(Saved data entries)

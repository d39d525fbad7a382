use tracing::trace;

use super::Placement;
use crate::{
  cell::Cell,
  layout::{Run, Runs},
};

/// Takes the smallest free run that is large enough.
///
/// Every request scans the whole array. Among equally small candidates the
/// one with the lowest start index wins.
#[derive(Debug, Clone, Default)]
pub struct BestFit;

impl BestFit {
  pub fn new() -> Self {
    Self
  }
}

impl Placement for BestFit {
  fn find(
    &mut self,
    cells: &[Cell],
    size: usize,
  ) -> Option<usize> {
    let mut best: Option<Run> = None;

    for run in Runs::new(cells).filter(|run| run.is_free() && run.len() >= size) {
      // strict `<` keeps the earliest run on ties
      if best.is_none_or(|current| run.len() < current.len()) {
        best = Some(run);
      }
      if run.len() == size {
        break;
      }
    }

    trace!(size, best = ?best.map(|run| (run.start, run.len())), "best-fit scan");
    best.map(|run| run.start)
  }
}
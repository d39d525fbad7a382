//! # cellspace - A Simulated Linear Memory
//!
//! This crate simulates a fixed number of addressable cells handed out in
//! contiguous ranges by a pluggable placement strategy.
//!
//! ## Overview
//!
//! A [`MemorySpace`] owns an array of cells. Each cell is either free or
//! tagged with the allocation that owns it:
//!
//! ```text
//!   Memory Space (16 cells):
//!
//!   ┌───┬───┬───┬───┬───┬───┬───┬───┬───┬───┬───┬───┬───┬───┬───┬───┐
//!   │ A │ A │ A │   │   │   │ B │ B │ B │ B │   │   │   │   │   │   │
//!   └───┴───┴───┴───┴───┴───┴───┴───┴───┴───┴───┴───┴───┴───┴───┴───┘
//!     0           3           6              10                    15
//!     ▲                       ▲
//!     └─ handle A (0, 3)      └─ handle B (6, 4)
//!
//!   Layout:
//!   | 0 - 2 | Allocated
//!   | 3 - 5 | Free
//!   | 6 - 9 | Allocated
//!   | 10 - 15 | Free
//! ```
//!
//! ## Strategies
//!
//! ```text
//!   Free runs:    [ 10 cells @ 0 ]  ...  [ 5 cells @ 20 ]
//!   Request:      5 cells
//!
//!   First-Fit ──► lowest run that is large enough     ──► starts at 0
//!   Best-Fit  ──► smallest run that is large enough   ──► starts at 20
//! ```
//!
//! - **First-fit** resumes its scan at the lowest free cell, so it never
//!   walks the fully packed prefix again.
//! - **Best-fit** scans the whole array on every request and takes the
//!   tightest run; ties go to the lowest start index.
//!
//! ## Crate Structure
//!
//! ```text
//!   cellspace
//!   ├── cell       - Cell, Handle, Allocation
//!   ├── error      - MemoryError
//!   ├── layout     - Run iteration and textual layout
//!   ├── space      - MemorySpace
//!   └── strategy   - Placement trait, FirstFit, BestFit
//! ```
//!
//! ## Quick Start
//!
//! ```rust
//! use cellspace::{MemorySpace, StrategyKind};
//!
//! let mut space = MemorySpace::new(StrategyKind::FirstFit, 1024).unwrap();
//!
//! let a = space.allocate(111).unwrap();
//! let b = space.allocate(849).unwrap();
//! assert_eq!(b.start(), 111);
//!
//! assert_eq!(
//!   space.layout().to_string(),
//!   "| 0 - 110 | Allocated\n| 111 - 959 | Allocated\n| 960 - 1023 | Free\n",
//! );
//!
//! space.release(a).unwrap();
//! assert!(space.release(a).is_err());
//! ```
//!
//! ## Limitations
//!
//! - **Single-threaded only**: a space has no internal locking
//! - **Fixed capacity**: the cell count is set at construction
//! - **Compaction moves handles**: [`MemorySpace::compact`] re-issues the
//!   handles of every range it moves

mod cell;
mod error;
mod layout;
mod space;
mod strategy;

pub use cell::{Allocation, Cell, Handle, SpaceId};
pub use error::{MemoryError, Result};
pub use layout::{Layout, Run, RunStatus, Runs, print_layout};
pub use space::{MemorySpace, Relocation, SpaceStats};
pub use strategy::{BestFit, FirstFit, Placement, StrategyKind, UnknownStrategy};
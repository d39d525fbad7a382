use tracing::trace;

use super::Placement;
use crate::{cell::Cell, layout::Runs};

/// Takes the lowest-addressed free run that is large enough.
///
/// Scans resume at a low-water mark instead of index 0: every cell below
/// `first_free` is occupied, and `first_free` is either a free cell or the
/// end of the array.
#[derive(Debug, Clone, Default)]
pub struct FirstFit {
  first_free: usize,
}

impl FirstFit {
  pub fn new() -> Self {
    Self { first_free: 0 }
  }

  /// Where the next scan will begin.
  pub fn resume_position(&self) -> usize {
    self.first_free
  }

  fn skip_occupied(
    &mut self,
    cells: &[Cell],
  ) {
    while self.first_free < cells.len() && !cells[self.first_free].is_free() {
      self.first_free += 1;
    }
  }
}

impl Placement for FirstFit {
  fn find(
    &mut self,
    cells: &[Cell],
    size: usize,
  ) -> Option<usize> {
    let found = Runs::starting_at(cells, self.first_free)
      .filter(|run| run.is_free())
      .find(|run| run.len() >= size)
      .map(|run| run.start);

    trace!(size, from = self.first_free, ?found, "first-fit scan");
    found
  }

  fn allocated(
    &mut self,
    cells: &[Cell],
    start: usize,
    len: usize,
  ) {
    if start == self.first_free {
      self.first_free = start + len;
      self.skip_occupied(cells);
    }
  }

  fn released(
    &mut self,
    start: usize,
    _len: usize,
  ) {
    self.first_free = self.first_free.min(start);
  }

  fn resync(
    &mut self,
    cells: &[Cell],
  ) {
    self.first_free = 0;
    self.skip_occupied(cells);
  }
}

Aim of the exercise:
Check each line of the records for "error" and copy the ones that contain it.

Solution for this task:
//!   ├── error      - MemoryError
mod error;
pub use error::{MemoryError, Result};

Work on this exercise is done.